## ASSIGNED TASK
Present exactly, and only, the lines running from the line that contains "fn parse_insets(value: &str)" through the end of the entries below.

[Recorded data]
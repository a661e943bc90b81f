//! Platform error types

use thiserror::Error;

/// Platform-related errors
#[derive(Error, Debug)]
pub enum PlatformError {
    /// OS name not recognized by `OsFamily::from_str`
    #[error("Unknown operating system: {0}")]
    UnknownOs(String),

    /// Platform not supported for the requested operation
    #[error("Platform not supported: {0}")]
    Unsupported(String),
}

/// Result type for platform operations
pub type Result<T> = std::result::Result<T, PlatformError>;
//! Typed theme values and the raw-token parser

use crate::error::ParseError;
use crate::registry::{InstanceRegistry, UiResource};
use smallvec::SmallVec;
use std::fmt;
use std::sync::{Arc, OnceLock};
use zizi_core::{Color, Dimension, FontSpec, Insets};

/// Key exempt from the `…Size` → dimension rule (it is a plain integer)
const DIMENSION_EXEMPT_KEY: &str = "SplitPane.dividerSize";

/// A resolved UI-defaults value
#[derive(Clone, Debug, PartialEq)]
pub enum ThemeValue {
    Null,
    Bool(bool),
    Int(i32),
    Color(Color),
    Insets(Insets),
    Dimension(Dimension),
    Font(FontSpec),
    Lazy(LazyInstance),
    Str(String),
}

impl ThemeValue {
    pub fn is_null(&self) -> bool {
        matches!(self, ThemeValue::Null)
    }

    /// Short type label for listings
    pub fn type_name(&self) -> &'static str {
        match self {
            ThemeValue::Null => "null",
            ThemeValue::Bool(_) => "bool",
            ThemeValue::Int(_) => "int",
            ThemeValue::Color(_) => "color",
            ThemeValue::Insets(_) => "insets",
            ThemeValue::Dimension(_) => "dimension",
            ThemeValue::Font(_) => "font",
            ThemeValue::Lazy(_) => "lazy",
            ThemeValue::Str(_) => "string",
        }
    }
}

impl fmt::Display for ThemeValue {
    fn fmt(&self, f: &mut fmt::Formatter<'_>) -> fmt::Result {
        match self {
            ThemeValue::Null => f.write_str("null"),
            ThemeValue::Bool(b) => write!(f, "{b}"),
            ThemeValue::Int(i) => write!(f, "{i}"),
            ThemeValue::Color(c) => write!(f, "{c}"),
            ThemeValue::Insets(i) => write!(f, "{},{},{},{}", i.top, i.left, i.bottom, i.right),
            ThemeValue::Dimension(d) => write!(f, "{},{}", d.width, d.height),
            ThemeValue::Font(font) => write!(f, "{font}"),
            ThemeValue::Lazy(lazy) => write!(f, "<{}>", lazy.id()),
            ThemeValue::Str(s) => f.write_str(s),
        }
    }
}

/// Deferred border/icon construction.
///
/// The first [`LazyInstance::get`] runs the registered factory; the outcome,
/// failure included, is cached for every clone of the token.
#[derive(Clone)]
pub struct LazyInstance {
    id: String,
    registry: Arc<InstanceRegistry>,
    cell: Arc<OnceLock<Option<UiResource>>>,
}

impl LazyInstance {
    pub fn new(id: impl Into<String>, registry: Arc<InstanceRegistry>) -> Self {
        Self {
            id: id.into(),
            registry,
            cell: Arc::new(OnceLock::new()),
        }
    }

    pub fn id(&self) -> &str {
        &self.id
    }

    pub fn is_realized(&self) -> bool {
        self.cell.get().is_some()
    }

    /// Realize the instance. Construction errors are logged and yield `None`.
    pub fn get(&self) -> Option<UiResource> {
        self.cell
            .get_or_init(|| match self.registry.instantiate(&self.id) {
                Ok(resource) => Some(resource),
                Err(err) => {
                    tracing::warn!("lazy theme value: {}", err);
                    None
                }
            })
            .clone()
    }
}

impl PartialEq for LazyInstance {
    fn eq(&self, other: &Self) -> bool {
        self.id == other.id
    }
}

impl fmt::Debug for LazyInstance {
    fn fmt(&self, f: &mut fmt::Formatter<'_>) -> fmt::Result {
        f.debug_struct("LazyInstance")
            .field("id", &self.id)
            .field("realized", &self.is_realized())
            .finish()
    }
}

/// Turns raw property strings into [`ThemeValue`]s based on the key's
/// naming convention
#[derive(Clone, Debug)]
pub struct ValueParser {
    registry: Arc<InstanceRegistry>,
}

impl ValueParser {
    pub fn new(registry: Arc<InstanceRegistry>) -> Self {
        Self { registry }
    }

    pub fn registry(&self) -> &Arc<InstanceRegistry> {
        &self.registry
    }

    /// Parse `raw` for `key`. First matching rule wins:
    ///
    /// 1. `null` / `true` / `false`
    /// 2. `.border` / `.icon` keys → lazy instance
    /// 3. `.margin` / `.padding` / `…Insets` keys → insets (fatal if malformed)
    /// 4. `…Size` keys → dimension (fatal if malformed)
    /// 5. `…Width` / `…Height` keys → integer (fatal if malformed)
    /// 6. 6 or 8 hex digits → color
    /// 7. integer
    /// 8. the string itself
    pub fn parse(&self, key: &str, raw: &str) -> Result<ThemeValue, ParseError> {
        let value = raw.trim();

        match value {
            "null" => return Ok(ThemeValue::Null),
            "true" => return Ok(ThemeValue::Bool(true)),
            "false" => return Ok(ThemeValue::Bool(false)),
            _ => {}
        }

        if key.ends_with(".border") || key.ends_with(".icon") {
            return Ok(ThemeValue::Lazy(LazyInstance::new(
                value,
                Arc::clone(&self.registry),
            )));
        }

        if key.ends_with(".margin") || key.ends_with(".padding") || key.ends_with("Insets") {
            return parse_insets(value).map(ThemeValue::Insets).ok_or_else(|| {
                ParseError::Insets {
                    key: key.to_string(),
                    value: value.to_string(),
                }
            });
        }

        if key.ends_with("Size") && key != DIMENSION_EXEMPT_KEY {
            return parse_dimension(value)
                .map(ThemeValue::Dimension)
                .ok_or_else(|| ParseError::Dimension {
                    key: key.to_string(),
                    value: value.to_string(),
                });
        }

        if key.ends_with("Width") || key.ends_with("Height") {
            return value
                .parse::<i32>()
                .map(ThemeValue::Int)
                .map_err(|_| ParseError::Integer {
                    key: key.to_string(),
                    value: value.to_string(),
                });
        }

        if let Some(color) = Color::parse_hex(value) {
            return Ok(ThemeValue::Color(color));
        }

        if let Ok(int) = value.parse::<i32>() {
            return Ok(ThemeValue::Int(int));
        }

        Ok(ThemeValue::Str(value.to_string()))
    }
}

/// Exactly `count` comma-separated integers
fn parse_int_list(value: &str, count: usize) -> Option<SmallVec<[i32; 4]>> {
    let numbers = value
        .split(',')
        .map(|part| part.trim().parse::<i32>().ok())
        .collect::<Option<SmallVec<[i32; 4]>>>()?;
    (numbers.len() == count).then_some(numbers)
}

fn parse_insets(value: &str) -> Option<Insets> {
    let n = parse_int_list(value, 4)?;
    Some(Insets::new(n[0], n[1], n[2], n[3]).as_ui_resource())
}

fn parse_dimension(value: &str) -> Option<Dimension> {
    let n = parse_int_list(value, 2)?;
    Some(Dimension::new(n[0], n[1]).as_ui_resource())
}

## WRITTEN SOLUTION
fn parse_insets(value: &str) -> Option<Insets> {
    let n = parse_int_list(value, 4)?;
    Some(Insets::new(n[0], n[1], n[2], n[3]).as_ui_resource())
}

fn parse_dimension(value: &str) -> Option<Dimension> {
    let n = parse_int_list(value, 2)?;
    Some(Dimension::new(n[0], n[1]).as_ui_resource())
}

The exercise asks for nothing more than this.